La chica inclinó la cabeza y regresó a la cocina de abajo. Barbara sacudió los pies para quitarse los zapatos. Tenía los pies doloridos tras haberse pasado toda la tarde caminando.

Subió al estudio de Sandy. Éste solía trabajar largas horas allí arriba, examinando papeles y efectuando llamadas por teléfono. La estancia se encontraba en la parte de atrás de la casa y tenía una pequeña ventana que apenas dejaba entrar la luz. Sandy la había llenado de adornos y obras de arte elegidas por él mismo. Un cuadro expresionista con una distorsionada figura que conducía un asno a través de un asombroso paisaje desértico dominaba la estancia iluminada por una lámpara de pared.

Ahora estaba sentado detrás de su escritorio, envuelto en una maraña de papeles, pasando un lápiz por el margen de una columna de cifras. No la había oído acercarse y su rostro ofrecía el aspecto que a veces tenía cuando pensaba que nadie podía verlo: vehemente, calculador y, en cierto modo, depredador. En su mano libre sostenía un cigarrillo cuya larga cola de ceniza amenazaba con desprenderse de su extremo.

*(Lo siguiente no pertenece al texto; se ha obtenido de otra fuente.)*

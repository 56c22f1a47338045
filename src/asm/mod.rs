//! Assembler and disassembler for CDP1802 programs.
//!
//! This module provides:
//! - A two-pass assembler (text → binary image)
//! - A disassembler (binary image → assembler text)
//! - Raw image loading and saving

pub mod mnemonics;
pub mod symbols;
pub mod assembler;
pub mod disasm;
pub mod image;

pub use assembler::{assemble, assemble_program, AssemblerError, Program};
pub use disasm::{disassemble, disassemble_instruction};
pub use image::{load_image, load_program, save_image, ImageError};
pub use symbols::{Symbol, SymbolTable};
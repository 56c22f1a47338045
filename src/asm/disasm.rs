//! Disassembler for CDP1802 programs.
//!
//! Converts binary images back to assembler source. Every line it produces
//! assembles back to the same bytes.

use crate::cpu::decode::{decode, OperandKind, Operation};

/// Disassemble the instruction at the start of `bytes`.
///
/// Returns the text and the number of bytes consumed. An instruction whose
/// inline operand runs past the end of `bytes` is rendered as a data byte.
pub fn disassemble_instruction(bytes: &[u8]) -> (String, usize) {
    let Some(&opcode) = bytes.first() else {
        return (String::new(), 0);
    };
    let instr = decode(opcode);
    let info = instr.info();

    if instr.operation() == Operation::Reserved || bytes.len() < instr.size() {
        return (format!("DB {}", hex(opcode as u16, 2)), 1);
    }

    let text = match info.operand {
        OperandKind::None => info.mnemonic.to_string(),
        OperandKind::Register => format!("{} R{:X}", info.mnemonic, instr.n()),
        OperandKind::Device => format!("{} {}", info.mnemonic, instr.n() & 0x07),
        OperandKind::Byte => format!("{} {}", info.mnemonic, hex(bytes[1] as u16, 2)),
        OperandKind::Word => {
            let target = u16::from_be_bytes([bytes[1], bytes[2]]);
            format!("{} {}", info.mnemonic, hex(target, 4))
        }
    };
    (text, instr.size())
}

/// Disassemble an image loaded at `origin` into a listing.
///
/// Each line reads `AAAA: BB BB BB  MNEMONIC operand`.
pub fn disassemble(image: &[u8], origin: u16) -> String {
    let mut output = String::new();
    let mut offset = 0;

    while offset < image.len() {
        let (text, size) = disassemble_instruction(&image[offset..]);
        let encoding: Vec<String> = image[offset..offset + size]
            .iter()
            .map(|b| format!("{:02X}", b))
            .collect();
        let address = origin.wrapping_add(offset as u16);
        output.push_str(&format!("{:04X}: {:<8}  {}\n", address, encoding.join(" "), text));
        offset += size;
    }

    output
}

/// Hex literal in the assembler's digit-led `h` form.
fn hex(value: u16, width: usize) -> String {
    let digits = format!("{:0width$X}", value, width = width);
    if digits.starts_with(|c: char| c.is_ascii_alphabetic()) {
        format!("0{}h", digits)
    } else {
        format!("{}h", digits)
    }
}

#[cfg(test)]
mod tests {
    use super::*;
    use crate::asm::assemble;

    #[test]
    fn test_disassemble_immediate() {
        assert_eq!(disassemble_instruction(&[0xF8, 0xFF]), ("LDI 0FFh".to_string(), 2));
        assert_eq!(disassemble_instruction(&[0xF8, 0x05]), ("LDI 05h".to_string(), 2));
    }

    #[test]
    fn test_disassemble_register_and_device() {
        assert_eq!(disassemble_instruction(&[0x8A]).0, "GLO RA");
        assert_eq!(disassemble_instruction(&[0x64]).0, "OUT 4");
        assert_eq!(disassemble_instruction(&[0x6C]).0, "INP 4");
        assert_eq!(disassemble_instruction(&[0x00]).0, "IDL");
    }

    #[test]
    fn test_disassemble_long_branch() {
        assert_eq!(disassemble_instruction(&[0xC0, 0x12, 0x34]), ("LBR 1234h".to_string(), 3));
        assert_eq!(disassemble_instruction(&[0xC4]), ("NOP".to_string(), 1));
    }

    #[test]
    fn test_reserved_and_truncated() {
        assert_eq!(disassemble_instruction(&[0x68]), ("DB 068h".to_string(), 1));
        assert_eq!(disassemble_instruction(&[0xC0, 0x12]), ("DB 0C0h".to_string(), 1));
        assert_eq!(disassemble_instruction(&[]), (String::new(), 0));
    }

    #[test]
    fn test_listing() {
        let listing = disassemble(&[0xF8, 0x05, 0x30, 0x00, 0xC0, 0x80, 0x00], 0x80);
        let lines: Vec<_> = listing.lines().collect();
        assert_eq!(lines[0], "0080: F8 05     LDI 05h");
        assert_eq!(lines[1], "0082: 30 00     BR 00h");
        assert_eq!(lines[2], "0084: C0 80 00  LBR 8000h");
    }

    #[test]
    fn test_every_opcode_reassembles() {
        for opcode in 0..=255u8 {
            let bytes = [opcode, 0x12, 0x34];
            let (text, size) = disassemble_instruction(&bytes);
            let source = format!("  {}", text);
            assert_eq!(assemble(&source).unwrap(), &bytes[..size], "{:02X}: {}", opcode, text);
        }
    }
}
//! CDP1802 architectural state.
//!
//! The 1802 has:
//! - D: 8-bit accumulator, with DF as its carry/borrow/shift flag
//! - B: 8-bit auxiliary holding register
//! - R0-RF: sixteen 16-bit scratchpad registers
//! - P, X: 4-bit selectors naming the program counter and data pointer
//! - N, I: the two nibbles of the instruction being executed
//! - T: X and P saved by an interrupt or MARK (X in the high nibble)
//! - IE, Q: interrupt enable and the Q output flip-flop

use serde::Serialize;

/// The 1802 register file.
///
/// Hosts can observe every field but only the CPU mutates it.
#[derive(Clone, Debug, PartialEq, Eq, Serialize)]
pub struct Registers {
    pub(crate) d: u8,
    pub(crate) df: bool,
    pub(crate) b: u8,
    pub(crate) r: [u16; 16],
    pub(crate) p: u8,
    pub(crate) x: u8,
    pub(crate) n: u8,
    pub(crate) i: u8,
    pub(crate) t: u8,
    pub(crate) ie: bool,
    pub(crate) q: bool,
    pub(crate) idle: bool,
}

impl Registers {
    /// Power-on state: everything clear, interrupts enabled.
    pub fn new() -> Self {
        Self {
            d: 0,
            df: false,
            b: 0,
            r: [0; 16],
            p: 0,
            x: 0,
            n: 0,
            i: 0,
            t: 0,
            ie: true,
            q: false,
            idle: false,
        }
    }

    /// Accumulator.
    pub fn d(&self) -> u8 {
        self.d
    }

    /// Data flag.
    pub fn df(&self) -> bool {
        self.df
    }

    /// Auxiliary register.
    pub fn b(&self) -> u8 {
        self.b
    }

    /// Scratchpad register `index` (only the low nibble is used).
    pub fn r(&self, index: u8) -> u16 {
        self.r[(index & 0x0F) as usize]
    }

    /// All sixteen scratchpad registers.
    pub fn scratchpad(&self) -> &[u16; 16] {
        &self.r
    }

    /// Program counter selector.
    pub fn p(&self) -> u8 {
        self.p
    }

    /// Data pointer selector.
    pub fn x(&self) -> u8 {
        self.x
    }

    /// Low nibble of the last fetched opcode.
    pub fn n(&self) -> u8 {
        self.n
    }

    /// High nibble of the last fetched opcode.
    pub fn i(&self) -> u8 {
        self.i
    }

    /// Saved X:P.
    pub fn t(&self) -> u8 {
        self.t
    }

    /// Interrupt enable.
    pub fn ie(&self) -> bool {
        self.ie
    }

    /// Q output flip-flop.
    pub fn q(&self) -> bool {
        self.q
    }

    /// Whether the CPU is in the IDL wait state.
    pub fn is_idle(&self) -> bool {
        self.idle
    }

    /// Current program counter, R(P).
    pub fn pc(&self) -> u16 {
        self.r[self.p as usize]
    }

    /// Current data pointer, R(X).
    pub fn rx(&self) -> u16 {
        self.r[self.x as usize]
    }

    /// X and P packed the way T, MARK and RET store them.
    pub(crate) fn xp(&self) -> u8 {
        (self.x << 4) | self.p
    }

    pub(crate) fn set_xp(&mut self, packed: u8) {
        self.x = packed >> 4;
        self.p = packed & 0x0F;
    }

    pub(crate) fn inc(&mut self, index: u8) -> u16 {
        let reg = &mut self.r[(index & 0x0F) as usize];
        let old = *reg;
        *reg = old.wrapping_add(1);
        old
    }

    pub(crate) fn dec(&mut self, index: u8) -> u16 {
        let reg = &mut self.r[(index & 0x0F) as usize];
        let old = *reg;
        *reg = old.wrapping_sub(1);
        old
    }

    pub(crate) fn set_r(&mut self, index: u8, value: u16) {
        self.r[(index & 0x0F) as usize] = value;
    }

    pub(crate) fn set_low(&mut self, index: u8, value: u8) {
        let reg = &mut self.r[(index & 0x0F) as usize];
        *reg = (*reg & 0xFF00) | value as u16;
    }

    pub(crate) fn set_high(&mut self, index: u8, value: u8) {
        let reg = &mut self.r[(index & 0x0F) as usize];
        *reg = ((value as u16) << 8) | (*reg & 0x00FF);
    }
}

impl Default for Registers {
    fn default() -> Self {
        Self::new()
    }
}
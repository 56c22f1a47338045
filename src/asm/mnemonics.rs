//! Assembler mnemonic table.
//!
//! Maps every documented CDP1802 mnemonic, aliases included, to its
//! opcode and operand class. Several mnemonics share an opcode (BDF, BPZ
//! and BGE all test DF).

/// How a mnemonic takes its operand and how many bytes it emits.
#[derive(Debug, Clone, Copy, PartialEq, Eq)]
pub enum OperandClass {
    /// No operand, one byte.
    None,
    /// Register 0-F or'ed into the opcode.
    Register,
    /// Device 1-7 or'ed into the opcode.
    Device,
    /// One inline byte (immediate value or short branch target).
    Byte,
    /// Two inline bytes, high first (long branch target).
    Word,
    /// `DB`: one data byte.
    Data,
    /// `ORG`: pad with zeros up to an address.
    Origin,
}

impl OperandClass {
    /// Bytes emitted, for everything but `ORG`.
    pub fn size(self) -> u16 {
        match self {
            OperandClass::Byte => 2,
            OperandClass::Word => 3,
            OperandClass::Origin => 0,
            _ => 1,
        }
    }
}

/// One row of the mnemonic table.
#[derive(Debug, Clone, Copy, PartialEq, Eq)]
pub struct Mnemonic {
    pub name: &'static str,
    pub opcode: u8,
    pub class: OperandClass,
}

const fn m(name: &'static str, opcode: u8, class: OperandClass) -> Mnemonic {
    Mnemonic { name, opcode, class }
}

use OperandClass::{Byte, Data, Device, Origin, Register, Word};
const NONE: OperandClass = OperandClass::None;

/// Every mnemonic the assembler accepts.
pub static MNEMONICS: &[Mnemonic] = &[
    m("IDL", 0x00, NONE),
    m("LDN", 0x00, Register),
    m("INC", 0x10, Register),
    m("DEC", 0x20, Register),
    m("BR", 0x30, Byte),
    m("BQ", 0x31, Byte),
    m("BZ", 0x32, Byte),
    m("BDF", 0x33, Byte),
    m("BPZ", 0x33, Byte),
    m("BGE", 0x33, Byte),
    m("B1", 0x34, Byte),
    m("B2", 0x35, Byte),
    m("B3", 0x36, Byte),
    m("B4", 0x37, Byte),
    m("NBR", 0x38, NONE),
    m("SKP", 0x38, NONE),
    m("BNQ", 0x39, Byte),
    m("BNZ", 0x3A, Byte),
    m("BNF", 0x3B, Byte),
    m("BM", 0x3B, Byte),
    m("BL", 0x3B, Byte),
    m("BN1", 0x3C, Byte),
    m("BN2", 0x3D, Byte),
    m("BN3", 0x3E, Byte),
    m("BN4", 0x3F, Byte),
    m("LDA", 0x40, Register),
    m("STR", 0x50, Register),
    m("IRX", 0x60, NONE),
    m("OUT", 0x60, Device),
    m("INP", 0x68, Device),
    m("IN", 0x68, Device),
    m("RET", 0x70, NONE),
    m("DIS", 0x71, NONE),
    m("LDXA", 0x72, NONE),
    m("STXD", 0x73, NONE),
    m("ADC", 0x74, NONE),
    m("SDB", 0x75, NONE),
    m("SHRC", 0x76, NONE),
    m("RSHR", 0x76, NONE),
    m("SMB", 0x77, NONE),
    m("SAV", 0x78, NONE),
    m("MARK", 0x79, NONE),
    m("REQ", 0x7A, NONE),
    m("SEQ", 0x7B, NONE),
    m("ADCI", 0x7C, Byte),
    m("SDBI", 0x7D, Byte),
    m("SHLC", 0x7E, NONE),
    m("RSHL", 0x7E, NONE),
    m("SMBI", 0x7F, Byte),
    m("GLO", 0x80, Register),
    m("GHI", 0x90, Register),
    m("PLO", 0xA0, Register),
    m("PHI", 0xB0, Register),
    m("LBR", 0xC0, Word),
    m("LBQ", 0xC1, Word),
    m("LBZ", 0xC2, Word),
    m("LBDF", 0xC3, Word),
    m("NOP", 0xC4, NONE),
    m("LSNQ", 0xC5, NONE),
    m("LSNZ", 0xC6, NONE),
    m("LSNF", 0xC7, NONE),
    m("NLBR", 0xC8, NONE),
    m("LSKP", 0xC8, NONE),
    m("LBNQ", 0xC9, Word),
    m("LBNZ", 0xCA, Word),
    m("LBNF", 0xCB, Word),
    m("LSIE", 0xCC, NONE),
    m("LSQ", 0xCD, NONE),
    m("LSZ", 0xCE, NONE),
    m("LSDF", 0xCF, NONE),
    m("SEP", 0xD0, Register),
    m("SEX", 0xE0, Register),
    m("LDX", 0xF0, NONE),
    m("OR", 0xF1, NONE),
    m("AND", 0xF2, NONE),
    m("XOR", 0xF3, NONE),
    m("ADD", 0xF4, NONE),
    m("SD", 0xF5, NONE),
    m("SHR", 0xF6, NONE),
    m("SM", 0xF7, NONE),
    m("LDI", 0xF8, Byte),
    m("ORI", 0xF9, Byte),
    m("ANI", 0xFA, Byte),
    m("XRI", 0xFB, Byte),
    m("ADI", 0xFC, Byte),
    m("SDI", 0xFD, Byte),
    m("SHL", 0xFE, NONE),
    m("SMI", 0xFF, Byte),
    // Directives
    m("DB", 0x00, Data),
    m("ORG", 0x00, Origin),
];

/// Look a mnemonic up, ignoring case.
pub fn lookup(name: &str) -> Option<&'static Mnemonic> {
    MNEMONICS.iter().find(|m| m.name.eq_ignore_ascii_case(name))
}
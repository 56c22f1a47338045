//! Property-based tests for the assembler and disassembler.
//!
//! These tests verify assembler invariants like:
//! - Number format equivalence (decimal, `h` suffix and `0x` give the same bytes)
//! - Label resolution at any address, forward or backward
//! - No panics on arbitrary input
//! - Disassembler output reassembling to the original bytes

use cosmac::asm::{assemble, assemble_program, disassemble, disassemble_instruction};
use proptest::prelude::*;

// ========== Number Format Equivalence Tests ==========

proptest! {
    /// Property: every literal form of a byte assembles identically
    #[test]
    fn prop_byte_formats_equivalent(value in 0u8..=255u8) {
        let dec = assemble(&format!("  LDI {}", value)).unwrap();
        let suffix = assemble(&format!("  LDI 0{:X}h", value)).unwrap();
        let prefix = assemble(&format!("  LDI 0x{:x}", value)).unwrap();
        prop_assert_eq!(&dec, &vec![0xF8, value]);
        prop_assert_eq!(&dec, &suffix);
        prop_assert_eq!(&dec, &prefix);
    }

    /// Property: long branch targets are emitted high byte first
    #[test]
    fn prop_word_operand_big_endian(target in 0u16..=0xFFFF) {
        let bytes = assemble(&format!("  LBNZ 0{:X}h", target)).unwrap();
        let [high, low] = target.to_be_bytes();
        prop_assert_eq!(bytes, vec![0xCA, high, low]);
    }

    /// Property: register operands accept R-prefixed and bare digits
    #[test]
    fn prop_register_forms(reg in 0u8..=15u8) {
        let prefixed = assemble(&format!("  GHI R{:X}", reg)).unwrap();
        let lower = assemble(&format!("  GHI r{:x}", reg)).unwrap();
        let bare = assemble(&format!("  GHI {:X}", reg)).unwrap();
        prop_assert_eq!(&prefixed, &vec![0x90 | reg]);
        prop_assert_eq!(&prefixed, &lower);
        prop_assert_eq!(&prefixed, &bare);
    }
}

// ========== Symbol Resolution Tests ==========

proptest! {
    /// Property: a forward long branch resolves past any amount of padding
    #[test]
    fn prop_forward_label(padding in 0usize..300) {
        let mut source = String::from("  LBR TARGET\n");
        for _ in 0..padding {
            source.push_str("  NOP\n");
        }
        source.push_str("TARGET: IDL\n");

        let program = assemble_program(&source).unwrap();
        let target = 3 + padding as u16;
        prop_assert_eq!(program.symbols.address_of("target"), Some(target));
        let [high, low] = target.to_be_bytes();
        prop_assert_eq!(&program.bytes[..3], &[0xC0, high, low][..]);
        prop_assert_eq!(program.bytes.len(), target as usize + 1);
    }

    /// Property: a backward short branch emits the low byte of the label
    #[test]
    fn prop_backward_short_branch(padding in 0usize..300) {
        let mut source = String::new();
        for _ in 0..padding {
            source.push_str("  NOP\n");
        }
        source.push_str("LOOP: BR LOOP\n");

        let bytes = assemble(&source).unwrap();
        prop_assert_eq!(bytes[padding], 0x30);
        prop_assert_eq!(bytes[padding + 1], padding as u8);
    }
}

// ========== Robustness Tests ==========

proptest! {
    /// Property: arbitrary text never panics and assembles deterministically
    #[test]
    fn prop_no_panic_deterministic(source in ".{0,200}") {
        let first = assemble(&source);
        let second = assemble(&source);
        prop_assert_eq!(first, second);
    }

    /// Property: arbitrary images disassemble to source that reassembles
    #[test]
    fn prop_disassembly_reassembles(image in prop::collection::vec(0u8..=255u8, 1..128)) {
        let mut source = String::new();
        let mut offset = 0;
        while offset < image.len() {
            let (text, size) = disassemble_instruction(&image[offset..]);
            source.push_str("  ");
            source.push_str(&text);
            source.push('\n');
            offset += size;
        }
        prop_assert_eq!(assemble(&source).unwrap(), image.clone());

        // The listing has one line per instruction
        let lines = disassemble(&image, 0).lines().count();
        prop_assert_eq!(lines, source.lines().count());
    }
}
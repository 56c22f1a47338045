//! Symbol table for assembler labels.

use std::collections::HashMap;

/// A defined label.
#[derive(Debug, Clone, PartialEq, Eq)]
pub struct Symbol {
    pub name: String,
    pub address: u16,
    /// Source line of the definition (1-based).
    pub line: usize,
}

/// Label -> address map, scoped to one assembly.
///
/// Names are stored upper-cased, so lookups ignore case.
#[derive(Debug, Clone, Default)]
pub struct SymbolTable {
    symbols: HashMap<String, Symbol>,
}

impl SymbolTable {
    pub fn new() -> Self {
        Self::default()
    }

    /// Define a label.
    ///
    /// Returns the existing definition if the name is already taken.
    pub fn define(&mut self, name: &str, address: u16, line: usize) -> Result<(), &Symbol> {
        let key = name.to_ascii_uppercase();
        if self.symbols.contains_key(&key) {
            return Err(&self.symbols[&key]);
        }
        self.symbols.insert(
            key.clone(),
            Symbol {
                name: key,
                address,
                line,
            },
        );
        Ok(())
    }

    pub fn lookup(&self, name: &str) -> Option<&Symbol> {
        self.symbols.get(&name.to_ascii_uppercase())
    }

    pub fn address_of(&self, name: &str) -> Option<u16> {
        self.lookup(name).map(|s| s.address)
    }

    pub fn len(&self) -> usize {
        self.symbols.len()
    }

    pub fn is_empty(&self) -> bool {
        self.symbols.is_empty()
    }

    /// All symbols sorted by address, then name.
    pub fn sorted(&self) -> Vec<&Symbol> {
        let mut symbols: Vec<_> = self.symbols.values().collect();
        symbols.sort_by(|a, b| a.address.cmp(&b.address).then_with(|| a.name.cmp(&b.name)));
        symbols
    }
}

Ella lo estudió con una nueva mirada crítica. Llevaba el cabello todavía alisado hacia atrás con una gomina tan espesa que se podían ver las huellas del peine a través de él. Tanto el cabello engominado como el bigotito recto estaban de moda en los círculos falangistas. Al verla, esbozó una sonrisa.

– Hola, cariño. ¿Has tenido un buen día?

– No ha estado mal. He ido al Retiro esta tarde. Está empezando a hacer frío.

– Llevas las gafas puestas.

– Por Dios, Sandy, no puedo salir a la calle sin ellas y que me atropellen. Me las tengo que poner, sería estúpido no hacerlo.

Él la miró un instante y después volvió a sonreír.